Another amazing bomb.

Ron, nicely done my man.

Scott, You deserve everything you get.

All the best,
Al


----------



## shilala (Feb 1, 2008)

Ron1YY said:


> I'll tell you this, He deserves more than just that!!!!!! The trades, Pifs. The Bombing run he started IS going to be a HISTORIC run.
> 
> Also, that was a crazy donation to the Troops!!!!
> 
> ...


I'm glad you think well of me, brother Ron.
I'm trying to learn.
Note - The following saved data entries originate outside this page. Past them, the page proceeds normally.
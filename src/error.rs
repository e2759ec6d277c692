//! Error types for enumeration construction and lookup.
//!
//! This module provides a unified error type for every fallible operation in
//! the crate, using the `thiserror` crate for ergonomic error handling.
//! Member values are generic, so they are rendered with their `Debug`
//! representation when an error is created.

use thiserror::Error;

/// The main error type for enumeration operations.
///
/// Construction errors (`DuplicateValue`, `ReassignmentRejected`, ...) are
/// fatal to the enumeration being built. Lookup errors (`NameNotFound`,
/// `ValueNotFound`, `InconsistentArguments`) are recoverable by the caller.
#[derive(Error, Debug)]
pub enum EnumError {
    /// A declaration produced a value that an earlier member already owns
    /// while aliases are disabled.
    #[error("{enumeration}: duplicate value {value} for {name} (already used by {existing})")]
    DuplicateValue {
        /// Enumeration being built
        enumeration: String,
        /// Name of the rejected declaration
        name: String,
        /// Name of the member that owns the value
        existing: String,
        /// The shared value
        value: String,
    },

    /// No member or alias has the given name
    #[error("{enumeration}: no member named {name:?}")]
    NameNotFound {
        /// Enumeration that was searched
        enumeration: String,
        /// The missing name
        name: String,
    },

    /// No member has the given value
    #[error("{enumeration}: no member with value {value}")]
    ValueNotFound {
        /// Enumeration that was searched
        enumeration: String,
        /// The missing value
        value: String,
    },

    /// Name and value do not jointly identify one canonical member
    #[error("{enumeration}: inconsistent arguments name={name}, value={value}")]
    InconsistentArguments {
        /// Enumeration that was searched
        enumeration: String,
        /// The supplied name (or member), `None` if absent
        name: String,
        /// The supplied value, `None` if absent
        value: String,
    },

    /// A name was declared twice, or declared after the enumeration was built
    #[error("{enumeration}: cannot reassign {name}, enumerations are closed for extension")]
    ReassignmentRejected {
        /// Enumeration being built
        enumeration: String,
        /// The offending name
        name: String,
    },

    /// `build()` was called a second time on the same builder
    #[error("{enumeration}: enumeration has already been built")]
    AlreadyBuilt {
        /// Enumeration that was built
        enumeration: String,
    },

    /// `build()` was called again after an earlier attempt failed
    #[error("{enumeration}: an earlier build failed, declare the enumeration again")]
    BuildFailed {
        /// Enumeration whose build failed
        enumeration: String,
    },

    /// An explicit value was supplied to a builder in implicit-only mode
    #[error("{enumeration}: cannot use explicit value for {name}")]
    ExplicitValueRejected {
        /// Enumeration being built
        enumeration: String,
        /// The offending name
        name: String,
    },

    /// An implicit declaration met an assigner that only accepts explicit values
    #[error("no value given for {name} and no implicit values are available")]
    MissingValue {
        /// The declaration without a value
        name: String,
    },

    /// The value policy cannot produce values of the requested type
    #[error("value policy {policy} cannot produce values of type {value_type}")]
    UnsupportedPolicy {
        /// The policy that was selected
        policy: String,
        /// The member value type
        value_type: &'static str,
    },

    /// The assigner ran out of representable values
    #[error("{policy} assigner exhausted at {name}")]
    AssignerExhausted {
        /// The policy that ran out
        policy: String,
        /// The declaration that could not be given a value
        name: String,
    },

    /// A registry already holds an enumeration with this type name
    #[error("enumeration {0} is already registered")]
    DuplicateEnumeration(String),

    /// A registry holds no enumeration with this type name
    #[error("no enumeration named {0} is registered")]
    UnknownEnumeration(String),

    /// A member was serialized whose enumeration is not the one registered
    /// globally under its type name
    #[error("{enumeration}.{name} cannot be persisted: its enumeration is not the one registered as {enumeration}")]
    NotPersistable {
        /// Type name of the member's enumeration
        enumeration: String,
        /// Member name
        name: String,
    },

    /// A registered enumeration was requested with the wrong value type
    #[error("enumeration {enumeration} does not hold values of type {expected}")]
    ValueTypeMismatch {
        /// The registered type name
        enumeration: String,
        /// The value type that was requested
        expected: &'static str,
    },

    /// Binary serialization error occurred
    #[error("Serialization error: {0}")]
    Serialization(#[from] bincode::Error),

    /// JSON serialization error occurred
    #[error("JSON error: {0}")]
    Json(#[from] serde_json::Error),
}

/// A specialized `Result` type for enumeration operations.
///
/// This is a type alias for `Result<T, EnumError>` and is used
/// throughout the crate for consistency.
pub type Result<T> = std::result::Result<T, EnumError>;

/// Render an optional argument the way `InconsistentArguments` reports it.
pub(crate) fn describe<T: std::fmt::Debug>(arg: Option<T>) -> String {
    match arg {
        Some(arg) => format!("{:?}", arg),
        None => "None".to_string(),
    }
}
It's easy to learn when you're being taught by the best. :tu


----------



## shilala (Feb 1, 2008)

Ron1YY said:


> I'm so glad you said that Bro!!!!!!! :ss :r :mn
> 
> Ron


I say we shut that yappity up, what ya think???
:r:r:r:r:r:r:r


----------



## KASR (Aug 2, 2006)

You got smacked up good!


----------



## Ron1YY (Mar 3, 2005)

shilala said:


> I say we shut that yappity up, what ya think???
> :r:r:r:r:r:r:r


Are you thinking to start another run :r :mn !!!!!!!

Ron


----------



## shilala (Feb 1, 2008)

Ron1YY said:


> Are you thinking to start another run :r :mn !!!!!!!
> 
> Ron


I admit that the thought had crossed my mind...


----------



## tzaddi (Feb 24, 2007)

Scott it appears that perhaps the 20 have ridden all over you.


----------



## massphatness (Jan 4, 2008)

fishforfree said:


> I ain't skeered of you or nobody


Would love to see some Scott on Scott crime says the guy voted "Most Likely to Instigate a Fight"


----------



## shilala (Feb 1, 2008)

tzaddi said:


> Scott it appears that perhaps the 20 have ridden all over you.


Phew. I'll say.


----------



## CigarMonkel (Jan 7, 2008)

Wow Nice Hit!


----------



## DragonMan (Dec 29, 2006)

WOW, you got nuked!! Ron is one awesome and generous BOTL, there must be something in the water in Florida!! :tu:tu

Enjoy the spoils you deserve it!! :tu:tu


----------



## rwhit37 (Mar 3, 2008)

You got hit by an entire payload of BOMBS! 
Nice strike!


----------



## Deucer (Jan 28, 2008)

I was wondering what was going to come of this trade! What a hit!


----------



## hk3 (Jan 29, 2008)

Geezo flip! That's nuts!


----------



## BamBam (Feb 24, 2008)

Oh The Humanity!!!!!


----------



## 68TriShield (May 15, 2006)

Thanks for your generous support Scott and.......................................
HA HA !!!


----------



## snkbyt (Jun 22, 2006)

ya can't beat a guy w/bombs if he lives in a ammunitions bunker (B&M)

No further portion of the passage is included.